Martins Uchenna Obidiegwu, MSc

Artificial Intelligence-Driven Integration of Aeromagnetic and Radiometric Data for Mineral Prospectivity Assessment in the Abakaliki Region, Southeastern Nigeria

M.U. Obidiegwu1,2, N.P. Szabó1, M.A. Abbakar Mohammed1, A.A. Mohieldain1

1Department of Geophysics, University of Miskolc, Miskolc, Hungary, Miskolc, Hungary

2Department of Geology, University of Maiduguri, Borno State, Nigeria,Maiduguri, Borno State, Nigeria

The Abakaliki area of Ebonyi State, situated within the Lower Benue Trough of southeastern Nigeria, is renowned for its intricate structural framework and substantial mineral potential, particularly for base metals and associated mineralization. This study offers an innovative integrated analysis of aeromagnetic and radiometric data to identify structurally controlled and alteration-related mineral zones in the Abakaliki region.

Aeromagnetic data were processed to obtain reduced-to-pole and residual magnetic anomaly maps, from which analytic signal amplitude (ASA), tilt derivative, and total horizontal derivative (THDR) were derived to enhance fault structures and lithologic boundaries. Spectral radiometric data (K, U, Th) were processed to generate ternary composites and alteration-sensitive ratio maps (K/Th, U/Th) for identifying hydrothermal alteration signatures.

To enhance the detection of subtle anomalies, the Analytical Hierarchy Process (AHP), a decision-making framework that considers multiple criteria to structure complex problems, and a Deep Learning algorithm (Convolutional Neural Network (CNN)) were developed to classify and predict high-prospectively zones using combined aeromagnetic-radiometric attributes. Euler deconvolution and spectral depth analyses were employed to validate the depth and geometry of the anomalous sources.

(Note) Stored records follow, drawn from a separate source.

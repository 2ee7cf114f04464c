//! Handlers serving the browser endpoint configuration

use std::sync::Arc;

use log::debug;
use warp::host::Authority;

use crate::constants::{JS_CONTENT_TYPE, LOCAL_HOSTNAME};
use crate::endpoints::{EndpointResolver, Endpoints};
use crate::security::with_generated_headers;

/// Resolve the endpoints for a request addressed to `authority`.
///
/// The authority comes from the request target (HTTP/2 `:authority`) or the
/// `Host` header. Its port is ignored and IPv6 literals keep their brackets,
/// as with `location.hostname`. A request without one is treated as a page
/// loaded from `localhost`.
pub fn resolve_for_request(
    authority: Option<&Authority>,
    resolver: &EndpointResolver,
) -> Endpoints {
    let hostname = authority
        .map(Authority::host)
        .filter(|hostname| !hostname.is_empty())
        .unwrap_or(LOCAL_HOSTNAME);

    let endpoints = resolver.resolve(hostname);
    debug!(
        "Resolved endpoints for authority {:?}: ws={} api={}",
        authority.map(Authority::as_str),
        endpoints.ws_url,
        endpoints.api_url
    );
    endpoints
}

/// `GET /config.js`
pub fn config_script(
    authority: Option<Authority>,
    resolver: Arc<EndpointResolver>,
) -> impl warp::Reply {
    let endpoints = resolve_for_request(authority.as_ref(), &resolver);
    let reply = warp::reply::with_header(endpoints.to_script(), "Content-Type", JS_CONTENT_TYPE);
    with_generated_headers(reply)
}

/// `GET /config`
pub fn config_json(
    authority: Option<Authority>,
    resolver: Arc<EndpointResolver>,
) -> impl warp::Reply {
    let endpoints = resolve_for_request(authority.as_ref(), &resolver);
    with_generated_headers(warp::reply::json(&endpoints))
}

#[cfg(test)]
mod tests {
    use super::*;

    #[test]
    fn test_missing_authority_resolves_as_localhost() {
        let resolver = EndpointResolver::default();
        let endpoints = resolve_for_request(None, &resolver);
        assert_eq!(endpoints.ws_url, "ws://localhost:8083/connect");
        assert_eq!(endpoints.api_url, "http://localhost:8086");
    }

    #[test]
    fn test_authority_port_is_ignored() {
        let resolver = EndpointResolver::default();

        let remote = Authority::from_static("example.com:8086");
        let endpoints = resolve_for_request(Some(&remote), &resolver);
        assert_eq!(endpoints.ws_url, "ws://example.com:8083/connect");
        assert_eq!(endpoints.api_url, "http://example.com:8086");

        let local = Authority::from_static("127.0.0.1:8086");
        let endpoints = resolve_for_request(Some(&local), &resolver);
        assert_eq!(endpoints.api_url, "http://localhost:8086");
    }

    #[test]
    fn test_ipv6_authority_keeps_brackets() {
        let resolver = EndpointResolver::default();
        let authority = Authority::from_static("[::1]:8086");

        let endpoints = resolve_for_request(Some(&authority), &resolver);
        assert_eq!(endpoints.ws_url, "ws://[::1]:8083/connect");
        assert_eq!(endpoints.api_url, "http://[::1]:8086");
    }
}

The study reveals strong spatial correlations among magnetic lineaments, radiometric enrichments, and predicted mineralization zones, confirming the effectiveness of the AI-driven data-processing workflow. This approach offers a reproducible, data-driven framework for mineral exploration in the Abakaliki region of Nigeria and similar underexplored terrains worldwide.